More than 6,000 additional beds to be created in Welsh field hospitals
2 April 2020, 16:14
A total of 117 people who had tested positive for Covid-19 have died in Wales.
More than 6,000 additional beds will be created by field hospitals erected in leisure centres and stadiums across Wales.
Dr Andrew Goodall, the chief executive of NHS Wales, told a press conference in Cardiff that he expected “significant” pressure on the health system from coronavirus.
Two thousand beds will be available at the Principality Stadium in Cardiff, with more than 350 at the Parc y Scarlets in Llanelli and a similar number at Venue Cymru in Llandudno.
Public Health Wales announced on Thursday that another 19 people had died with coronavirus, bringing the total number of deaths to 117.
A further 284 new cases have tested positive for Covid-19, meaning there are now 2,121 confirmed cases in the nation, although the true number of cases is likely to be higher.
Dr Goodall said there were 573 patients confirmed as having the virus, and a further 399 suspected cases, in hospitals in Wales.
Speaking about the field hospital plans, he told the press conference: “We expect the pressure on our health care system to be significant.
“We’ve never taken such actions before and they are a necessary response to ensure that we care for our patients and for our communities.”
He described the situation as “extraordinary times” for the NHS and praised staff for their “fantastic” response.
“Clearly, these are exceptional, extraordinary circumstances that we’re going through and for all of us who work in the NHS context we will never have experienced this kind of environment,” Dr Goodall said.
Private hospitals in Wales have agreed to provide 152 additional beds, as well as facilities including operating theatres and diagnostic support.
Dr Goodall said he had written to all health boards on Thursday, telling them to “continue to prioritise cancer treatment”.
Cancer charities in Wales had previously raised concerns that hundreds of people could die due to delays in treatment and screening due to the focus on coronavirus.
Critical care capacity across Wales has been increased to 331 beds, with around 55% of these currently unoccupied.
The Welsh Government had planned for 5,000 coronavirus tests per day to be carried out from April 1 but the figure will only reach 1,100 by the end of this week following the collapse of a deal with a testing company.
Mark Drakeford, the first minister of Wales, named the company involved as Swiss pharmaceutical giant Roche during a virtual sitting of the Welsh Assembly on Wednesday.
But Roche denied ever having “contract or agreement directly with Wales” to supply tests.
Dr Goodall said 1,500 members of NHS staff had been tested across the nation to date but the numbers were increasing, with around 200 healthcare workers per day currently being tested.
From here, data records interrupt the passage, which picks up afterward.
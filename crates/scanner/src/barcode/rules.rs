//! Правила проверки и нормализации штрихкодов.

use std::ops::RangeInclusive;

use super::Carrier;

/// Правило одной курьерской службы: предикат проверки и нормализация в одном варианте.
#[derive(Debug, Clone, PartialEq, Eq)]
pub enum Rule {
    /// Префикс и один или более символов `[0-9A-Z]`. Код возвращается без изменений.
    Alphanumeric {
        /// Обязательный префикс.
        prefix: &'static str,
    },
    /// Из строки удаляются все нецифровые символы; нужно не меньше `count` цифр.
    /// Результат — последние `count` цифр.
    TrailingDigits {
        /// Длина результата.
        count: usize,
    },
    /// Первая подстрока из символа `lead` и `digits` цифр после него.
    /// Количество цифр берётся жадно.
    EmbeddedRun {
        /// Первый символ номера.
        lead: char,
        /// Допустимое число цифр после `lead`.
        digits: RangeInclusive<usize>,
    },
    /// Строка только из цифр длиной не меньше `min_len`. Код возвращается без изменений.
    Numeric {
        /// Минимальная длина.
        min_len: usize,
    },
    /// Цифры длиной `digits` с префиксом или без него.
    /// Если префикса нет, он добавляется.
    Prefixed {
        /// Префикс службы.
        prefix: &'static str,
        /// Допустимое число цифр.
        digits: RangeInclusive<usize>,
    },
    /// Принимает любую непустую строку.
    Any,
}

impl Carrier {
    /// Правило, по которому проверяются штрихкоды этой службы.
    #[must_use]
    pub fn rule(&self) -> Rule {
        match self {
            Self::Ups => Rule::Alphanumeric { prefix: "1Z" },
            Self::FedEx => Rule::TrailingDigits { count: 12 },
            Self::Usps => Rule::EmbeddedRun { lead: '9', digits: 15..=21 },
            Self::Amazon => Rule::Alphanumeric { prefix: "TBA" },
            Self::Dhl => Rule::Numeric { min_len: 10 },
            Self::Sf => Rule::Prefixed { prefix: "SF", digits: 12..=12 },
            Self::Yt => Rule::Prefixed { prefix: "YT", digits: 10..=13 },
            Self::Zto => Rule::Prefixed { prefix: "ZTO", digits: 10..=13 },
            Self::Sto => Rule::Prefixed { prefix: "STO", digits: 10..=13 },
            Self::Yd => Rule::Prefixed { prefix: "YD", digits: 10..=13 },
            Self::Generic => Rule::Any,
        }
    }
}

impl Rule {
    /// Применяет правило к уже обрезанной строке.
    ///
    /// Возвращает нормализованный код или `None`, если строка не подходит.
    #[must_use]
    pub fn apply(&self, code: &str) -> Option<String> {
        match self {
            Self::Alphanumeric { prefix } => code
                .strip_prefix(prefix)
                .filter(|rest| !rest.is_empty() && rest.bytes().all(is_upper_alnum))
                .map(|_| code.to_string()),
            Self::TrailingDigits { count } => {
                let digits: String = code.chars().filter(char::is_ascii_digit).collect();
                (digits.len() >= *count).then(|| digits[digits.len() - count..].to_string())
            }
            Self::EmbeddedRun { lead, digits } => find_run(code, *lead, digits).map(str::to_string),
            Self::Numeric { min_len } => {
                (code.len() >= *min_len && is_digits(code)).then(|| code.to_string())
            }
            Self::Prefixed { prefix, digits } => match code.strip_prefix(prefix) {
                Some(rest) if is_digit_run(rest, digits) => Some(code.to_string()),
                _ if is_digit_run(code, digits) => Some(format!("{prefix}{code}")),
                _ => None,
            },
            Self::Any => (!code.is_empty()).then(|| code.to_string()),
        }
    }
}

/// Проверяет и нормализует штрихкод по правилу выбранной службы.
///
/// Строка предварительно обрезается по краям: снимаются пробелы и управляющие
/// символы до U+0020 включительно (например, разделитель GS `\x1d`). Несовпадение с правилом —
/// штатный исход, а не ошибка: возвращается `None`.
///
/// # Пример
///
/// ```
/// use scanner::barcode::{Carrier, classify};
///
/// assert_eq!(classify("123456789012", Carrier::Sf).as_deref(), Some("SF123456789012"));
/// assert_eq!(classify("FedEx-123456789012", Carrier::FedEx).as_deref(), Some("123456789012"));
/// assert_eq!(classify("bad", Carrier::Ups), None);
/// ```
#[must_use]
pub fn classify(raw_input: &str, carrier: Carrier) -> Option<String> {
    carrier.rule().apply(raw_input.trim_matches(is_padding))
}

fn is_padding(c: char) -> bool {
    c <= ' '
}

fn is_upper_alnum(b: u8) -> bool {
    b.is_ascii_digit() || b.is_ascii_uppercase()
}

fn is_digits(s: &str) -> bool {
    !s.is_empty() && s.bytes().all(|b| b.is_ascii_digit())
}

fn is_digit_run(s: &str, len: &RangeInclusive<usize>) -> bool {
    len.contains(&s.len()) && is_digits(s)
}

/// Ищет самое левое вхождение `lead`, за которым следует не меньше
/// `digits.start()` цифр, и забирает не больше `digits.end()` из них.
fn find_run<'a>(code: &'a str, lead: char, digits: &RangeInclusive<usize>) -> Option<&'a str> {
    code.char_indices().filter(|&(_, c)| c == lead).find_map(|(start, _)| {
        let body = start + lead.len_utf8();
        let available = code[body..].bytes().take_while(u8::is_ascii_digit).count();
        (available >= *digits.start())
            .then(|| &code[start..body + available.min(*digits.end())])
    })
}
Sickness and absence rates across the NHS in Wales are currently at 10% – double the normal level.
“Just yesterday we were close to 1,000 tests actually being processed and you will continue to see those numbers actually rising in Wales, but important to say that whatever opportunities we have, we continue to explore them to expand the testing,” Dr Goodall added.
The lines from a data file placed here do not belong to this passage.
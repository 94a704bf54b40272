//! Сохранение экспортированных файлов.
//!
//! Ядро не знает, куда попадёт файл: оно передаёт имя и байты в [`Sink`] и
//! получает обратно [`Location`]. [`DirectorySink`] пишет в каталог на диске,
//! [`FallbackSink`] пробует основное место и при неудаче запасное.

use std::{
    fmt, fs,
    path::{Path, PathBuf},
};

use tracing::{info, warn};

use crate::error::PersistError;

/// Имя подкаталога приложения внутри каталога назначения.
pub const APP_FOLDER: &str = "快递扫码助手";

/// Где оказался сохранённый файл: путь или URI.
#[derive(Debug, Clone, PartialEq, Eq)]
pub struct Location(pub String);

impl From<&Path> for Location {
    fn from(path: &Path) -> Self {
        Self(path.display().to_string())
    }
}

impl fmt::Display for Location {
    fn fmt(&self, f: &mut fmt::Formatter<'_>) -> fmt::Result {
        f.write_str(&self.0)
    }
}

/// Получатель экспортированных байтов.
pub trait Sink {
    /// Сохраняет `content` под именем `file_name`.
    fn persist(&self, file_name: &str, content: &[u8]) -> Result<Location, PersistError>;
}

impl<S: Sink + ?Sized> Sink for &S {
    fn persist(&self, file_name: &str, content: &[u8]) -> Result<Location, PersistError> {
        (**self).persist(file_name, content)
    }
}

/// Сохраняет файлы в `<root>/<folder>/`, создавая каталоги при необходимости.
#[derive(Debug, Clone, PartialEq, Eq)]
pub struct DirectorySink {
    root: PathBuf,
    folder: Option<String>,
}

impl DirectorySink {
    /// Каталог `root` с подкаталогом [`APP_FOLDER`].
    pub fn new(root: impl Into<PathBuf>) -> Self {
        Self { root: root.into(), folder: Some(APP_FOLDER.to_string()) }
    }

    /// Файлы пишутся прямо в `root`.
    pub fn flat(root: impl Into<PathBuf>) -> Self {
        Self { root: root.into(), folder: None }
    }

    /// Каталог, в который попадут файлы.
    #[must_use]
    pub fn target_dir(&self) -> PathBuf {
        match &self.folder {
            Some(folder) => self.root.join(folder),
            None => self.root.clone(),
        }
    }
}

impl Sink for DirectorySink {
    fn persist(&self, file_name: &str, content: &[u8]) -> Result<Location, PersistError> {
        let dir = self.target_dir();
        fs::create_dir_all(&dir).map_err(|e| {
            PersistError::new(format!("cannot create directory {}: {e}", dir.display()))
        })?;

        let path = dir.join(file_name);
        fs::write(&path, content)
            .map_err(|e| PersistError::new(format!("cannot write {}: {e}", path.display())))?;

        info!(path = %path.display(), bytes = content.len(), "export saved");
        Ok(Location::from(path.as_path()))
    }
}

/// Пробует `primary`, при ошибке — `fallback`.
///
/// Если не сработали оба, возвращается ошибка `fallback`.
#[derive(Debug, Clone)]
pub struct FallbackSink<P, F> {
    primary: P,
    fallback: F,
}

impl<P: Sink, F: Sink> FallbackSink<P, F> {
    pub fn new(primary: P, fallback: F) -> Self {
        Self { primary, fallback }
    }
}

impl<P: Sink, F: Sink> Sink for FallbackSink<P, F> {
    fn persist(&self, file_name: &str, content: &[u8]) -> Result<Location, PersistError> {
        self.primary.persist(file_name, content).or_else(|e| {
            warn!(reason = %e, file_name, "primary destination failed, trying fallback");
            self.fallback.persist(file_name, content)
        })
    }
}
Revisions to existing guidelines of personal protective equipment (PPE) are expected to be announced, he said.
Over the past few weeks, more than five million items of PPE have been distributed to the healthcare sector in Wales, including GP practices, pharmacies and to social care workers.
“There are also emergency hotlines in place should there be any concerns about local access at this time, and we’ll continue to work with health organisations and particularly with the social care sector in Wales,” Dr Goodall said.
Earlier, Mark Polin, chairman of Betsi Cadwaladr University Health Board, told BBC Radio Wales that PPE was the “number one concern” for staff.
And Helen Whyley, director of the Royal College of Nursing, wrote to the Health and Safety Executive (HSE) asking for it to intervene in the issue of PPE for frontline staff in Wales.